§ WORK ORDER
An exact copy of the lines from the one containing "use anyhow::Context;" through the last line below is required; include both of those lines and no others.

-------- MATERIALS PROVIDED --------

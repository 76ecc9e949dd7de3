use anyhow::Context;
use std::fs::OpenOptions;
use std::path::Path;
use std::sync::Mutex;
use tracing_subscriber::EnvFilter;

/// Send tracing output to `path` (appending). Without a path nothing is
/// installed: the terminal belongs to the visualizer while it runs.
pub fn init(path: Option<&Path>) -> anyhow::Result<()> {
    let Some(path) = path else {
        return Ok(());
    };

    let file = OpenOptions::new()
        .create(true)
        .append(true)
        .open(path)
        .with_context(|| format!("open log file {}", path.display()))?;

    let filter = EnvFilter::try_from_default_env().unwrap_or_else(|_| EnvFilter::new("info"));

    tracing_subscriber::fmt()
        .with_env_filter(filter)
        .with_ansi(false)
        .with_thread_names(true)
        .with_writer(Mutex::new(file))
        .try_init()
        .map_err(|e| anyhow::anyhow!("install tracing subscriber: {e}"))?;
    Ok(())
}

--------

§ OUTPUT OF THE EXERCISE
use anyhow::Context;
use std::fs::OpenOptions;
use std::path::Path;
use std::sync::Mutex;
use tracing_subscriber::EnvFilter;

/// Send tracing output to `path` (appending). Without a path nothing is
/// installed: the terminal belongs to the visualizer while it runs.
pub fn init(path: Option<&Path>) -> anyhow::Result<()> {
    let Some(path) = path else {
        return Ok(());
    };

    let file = OpenOptions::new()
        .create(true)
        .append(true)
        .open(path)
        .with_context(|| format!("open log file {}", path.display()))?;

    let filter = EnvFilter::try_from_default_env().unwrap_or_else(|_| EnvFilter::new("info"));

    tracing_subscriber::fmt()
        .with_env_filter(filter)
        .with_ansi(false)
        .with_thread_names(true)
        .with_writer(Mutex::new(file))
        .try_init()
        .map_err(|e| anyhow::anyhow!("install tracing subscriber: {e}"))?;
    Ok(())
}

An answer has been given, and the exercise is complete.